It’s a nice project, but:

> Zipcall is built radically different. We left behind slow bulky servers,
> opting for decentralized peer to peer calling. We engineered a platform with
> maximum video quality and low latency.

Translation: it uses WebRTC or we didn’t invent anything — it uses technology
built into your browser.

> State of the art VP9 video compression combined with our scaling
> optimization makes your calls crystal clear.

Same as above (assuming you’re browser supports VP9).

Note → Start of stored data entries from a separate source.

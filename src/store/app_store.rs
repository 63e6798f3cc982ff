use serde_json::{Map, Value};
use std::sync::atomic::{AtomicU64, Ordering};
use std::sync::{
    Arc, Mutex, MutexGuard, PoisonError, RwLock, RwLockReadGuard, RwLockWriteGuard,
};

use super::{AppState, HydrationOutcome, HydrationStatus, StoreError};
use crate::i18n::Language;
use crate::slices::{Conversation, Message, ProfileSettings, Resource, User};
use crate::storage::{schema, KeyValueStorage};
use crate::theme::{ColorScheme, ThemeTokens};

type Listener = Arc<dyn Fn(&AppState) + Send + Sync>;

/// Handle returned by [`AppStore::subscribe`].
#[derive(Debug, Clone, Copy, PartialEq, Eq, Hash)]
pub struct SubscriptionId(u64);

/// Shared handle to the client state container.
///
/// Clones refer to the same state. Every mutation goes through
/// [`AppStore::update`], which commits synchronously, writes the snapshot to
/// storage, then calls listeners with the new state.
#[derive(Clone)]
pub struct AppStore {
    inner: Arc<Inner>,
}

struct Inner {
    state: RwLock<AppState>,
    storage: Arc<dyn KeyValueStorage>,
    key: String,
    status: Mutex<HydrationStatus>,
    listeners: Mutex<Vec<(SubscriptionId, Listener)>>,
    next_subscription: AtomicU64,
}

fn read<T>(lock: &RwLock<T>) -> RwLockReadGuard<'_, T> {
    lock.read().unwrap_or_else(PoisonError::into_inner)
}

fn write<T>(lock: &RwLock<T>) -> RwLockWriteGuard<'_, T> {
    lock.write().unwrap_or_else(PoisonError::into_inner)
}

fn lock<T>(mutex: &Mutex<T>) -> MutexGuard<'_, T> {
    mutex.lock().unwrap_or_else(PoisonError::into_inner)
}

impl std::fmt::Debug for AppStore {
    fn fmt(&self, f: &mut std::fmt::Formatter<'_>) -> std::fmt::Result {
        f.debug_struct("AppStore")
            .field("key", &self.inner.key)
            .field("status", &self.status())
            .finish_non_exhaustive()
    }
}

impl AppStore {
    /// Create a store with default slices over `storage`, persisting under `key`.
    pub fn new(storage: impl KeyValueStorage + 'static, key: impl Into<String>) -> Self {
        Self::with_storage(Arc::new(storage), key)
    }

    /// Create a store over an already shared storage backend.
    pub fn with_storage(storage: Arc<dyn KeyValueStorage>, key: impl Into<String>) -> Self {
        Self {
            inner: Arc::new(Inner {
                state: RwLock::new(AppState::default()),
                storage,
                key: key.into(),
                status: Mutex::new(HydrationStatus::Uninitialized),
                listeners: Mutex::new(Vec::new()),
                next_subscription: AtomicU64::new(1),
            }),
        }
    }

    /// Storage key the snapshot is written under.
    pub fn key(&self) -> &str {
        &self.inner.key
    }

    pub fn status(&self) -> HydrationStatus {
        *lock(&self.inner.status)
    }

    pub fn has_hydrated(&self) -> bool {
        self.status() == HydrationStatus::Hydrated
    }

    /// Cloned snapshot of the whole state.
    pub fn state(&self) -> AppState {
        read(&self.inner.state).clone()
    }

    /// Run `f` against the current state without cloning it.
    pub fn read<R>(&self, f: impl FnOnce(&AppState) -> R) -> R {
        f(&read(&self.inner.state))
    }

    /// Apply one mutation, persist, then notify listeners.
    ///
    /// The change is visible to `read`/`state` as soon as `f` returns. `f`
    /// must not call back into the store.
    pub fn update<R>(&self, f: impl FnOnce(&mut AppState) -> R) -> R {
        let (result, snapshot) = {
            let mut state = write(&self.inner.state);
            let result = f(&mut state);
            (result, state.clone())
        };

        if self.has_hydrated() {
            self.persist_state(&snapshot);
        } else {
            // Writing before the stored snapshot is read would overwrite it.
            tracing::debug!("Skipping persist before hydration");
        }

        self.notify(&snapshot);
        result
    }

    /// Register a listener called after every committed change.
    pub fn subscribe(&self, listener: impl Fn(&AppState) + Send + Sync + 'static) -> SubscriptionId {
        let id = SubscriptionId(self.inner.next_subscription.fetch_add(1, Ordering::Relaxed));
        let listener: Listener = Arc::new(listener);
        lock(&self.inner.listeners).push((id, listener));
        id
    }

    /// Remove a listener. Returns `false` if it was not registered.
    pub fn unsubscribe(&self, id: SubscriptionId) -> bool {
        let mut listeners = lock(&self.inner.listeners);
        let before = listeners.len();
        listeners.retain(|(existing, _)| *existing != id);
        listeners.len() != before
    }

    fn notify(&self, state: &AppState) {
        // Listeners run without any store lock held so they may update again.
        let listeners: Vec<Listener> = lock(&self.inner.listeners)
            .iter()
            .map(|(_, listener)| Arc::clone(listener))
            .collect();

        for listener in listeners {
            listener(state);
        }
    }

    /// Write the current snapshot, logging and dropping any failure.
    ///
    /// The in-memory state stays authoritative when the write fails.
    pub fn persist(&self) {
        let snapshot = self.state();
        self.persist_state(&snapshot);
    }

    fn persist_state(&self, state: &AppState) {
        if let Err(e) = self.write_state(state) {
            tracing::warn!("Failed to persist state under {:?}: {}", self.inner.key, e);
        }
    }

    /// Write the current snapshot and report failure to the caller.
    pub fn flush(&self) -> Result<(), StoreError> {
        let snapshot = self.state();
        self.write_state(&snapshot)
    }

    fn write_state(&self, state: &AppState) -> Result<(), StoreError> {
        let encoded = schema::encode(state)?;
        self.inner.storage.set_item(&self.inner.key, &encoded)?;
        tracing::debug!("Persisted {} bytes under {:?}", encoded.len(), self.inner.key);
        Ok(())
    }

    /// Restore the stored snapshot into the live state, once.
    ///
    /// `on_finish` runs exactly once, on the first call, after the state and
    /// derived fields are in place. Later calls return the current status
    /// without touching state or calling `on_finish`. Missing or unreadable
    /// snapshots leave the slice defaults in place.
    pub fn hydrate(&self, on_finish: impl FnOnce(&HydrationOutcome)) -> HydrationStatus {
        {
            let mut status = lock(&self.inner.status);
            if *status != HydrationStatus::Uninitialized {
                tracing::debug!("Hydration already {:?}; ignoring", *status);
                return *status;
            }
            *status = HydrationStatus::Hydrating;
        }

        let outcome = self.restore();
        *lock(&self.inner.status) = HydrationStatus::Hydrated;

        match &outcome {
            HydrationOutcome::Empty => tracing::debug!("No stored state; using defaults"),
            HydrationOutcome::Restored { saved_at } => {
                tracing::info!("Restored stored state (saved at {:?})", saved_at)
            }
            HydrationOutcome::Migrated { from_version } => {
                tracing::info!("Restored stored state migrated from version {}", from_version);
                self.persist();
            }
            HydrationOutcome::Discarded { reason } => {
                tracing::warn!("Discarding stored state: {}", reason)
            }
        }

        if outcome.restored_state() {
            let snapshot = self.state();
            self.notify(&snapshot);
        }

        on_finish(&outcome);
        HydrationStatus::Hydrated
    }

    fn restore(&self) -> HydrationOutcome {
        let raw = match self.inner.storage.get_item(&self.inner.key) {
            Ok(Some(raw)) => raw,
            Ok(None) => return HydrationOutcome::Empty,
            Err(e) => {
                return HydrationOutcome::Discarded {
                    reason: e.to_string(),
                }
            }
        };

        let decoded = match schema::decode(&raw) {
            Ok(decoded) => decoded,
            Err(e) => {
                return HydrationOutcome::Discarded {
                    reason: e.to_string(),
                }
            }
        };

        let migrated = decoded.was_migrated();
        let mut state = write(&self.inner.state);
        match merge_snapshot(&state, decoded.state) {
            Ok(merged) => *state = merged,
            Err(e) => {
                return HydrationOutcome::Discarded {
                    reason: e.to_string(),
                }
            }
        }

        if migrated {
            HydrationOutcome::Migrated {
                from_version: decoded.stored_version,
            }
        } else {
            HydrationOutcome::Restored {
                saved_at: decoded.saved_at,
            }
        }
    }

    /// Reset every slice to its defaults and remove the stored snapshot.
    ///
    /// Memory is reset and listeners are notified even when removing the
    /// stored entry fails; the storage error is returned afterwards.
    pub fn clear(&self) -> Result<(), StoreError> {
        let snapshot = {
            let mut state = write(&self.inner.state);
            *state = AppState::default();
            state.clone()
        };
        let removed = self.inner.storage.remove_item(&self.inner.key);
        self.notify(&snapshot);
        removed?;
        Ok(())
    }

    pub fn theme_tokens(&self) -> ThemeTokens {
        self.read(|s| *s.theme.tokens())
    }

    pub fn set_color_scheme(&self, scheme: ColorScheme) {
        self.update(|s| s.theme.set_color_scheme(scheme));
    }

    pub fn set_high_contrast(&self, enabled: bool) {
        self.update(|s| s.theme.set_high_contrast(enabled));
    }

    pub fn toggle_high_contrast(&self) {
        self.update(|s| s.theme.toggle_high_contrast());
    }

    pub fn set_language(&self, language: Language) {
        self.update(|s| s.preferences.set_language(language));
    }

    pub fn set_large_font(&self, enabled: bool) {
        self.update(|s| s.preferences.set_large_font(enabled));
    }

    pub fn set_voice_narration(&self, enabled: bool) {
        self.update(|s| s.preferences.set_voice_narration(enabled));
    }

    /// Record a successful authentication round-trip.
    pub fn login(&self, user: User) {
        self.update(|s| s.session.login(user));
    }

    /// Clear login flag, role, and user; other slices are untouched.
    pub fn logout(&self) {
        self.update(|s| s.session.logout());
    }

    /// Apply an externally fetched settings record to the settings and
    /// preference slices, with per-field default fallback.
    pub fn hydrate_settings_from_profile(&self, profile: Option<&ProfileSettings>) {
        self.update(|s| {
            s.settings.hydrate_from_profile(profile);
            s.preferences.hydrate_from_profile(profile);
        });
    }

    pub fn add_resource(&self, resource: Resource) {
        self.update(|s| s.resources.add_resource(resource));
    }

    pub fn resource_by_id(&self, id: &str) -> Option<Resource> {
        self.read(|s| s.resources.resource_by_id(id).cloned())
    }

    pub fn add_conversation(&self, conversation: Conversation) {
        self.update(|s| s.chat.add_conversation(conversation));
    }

    pub fn conversation_by_id(&self, id: &str) -> Option<Conversation> {
        self.read(|s| s.chat.conversation_by_id(id).cloned())
    }

    /// Append a message to a cached conversation; `false` if it is not cached.
    pub fn add_message(&self, conversation_id: &str, message: Message) -> bool {
        self.update(|s| s.chat.add_message(conversation_id, message))
    }
}

/// Overlay the stored slices on the live state, slice by slice.
///
/// Slices missing from the snapshot keep their live values.
fn merge_snapshot(
    current: &AppState,
    snapshot: Map<String, Value>,
) -> Result<AppState, serde_json::Error> {
    let mut merged = match serde_json::to_value(current)? {
        Value::Object(map) => map,
        _ => Map::new(),
    };
    merged.extend(snapshot);

    let mut state: AppState = serde_json::from_value(Value::Object(merged))?;
    state.recompute_derived();
    Ok(state)
}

> Breakthrough peer to peer WebRTC technology means your video goes directly
> to the other person without a server. No middleman. No extra stops.

Same as above.

> End to end state of the art encryption means your calls are exactly that.
> Your calls.

How exactly?

------
GPUboy
Hey how is this better than the Janus webrtc server? It's been developed for a
decade, and could flip a page like this in an hour or so. I'm genuinely
curious how you could surpass it in stealth, like minus the marketing fluff.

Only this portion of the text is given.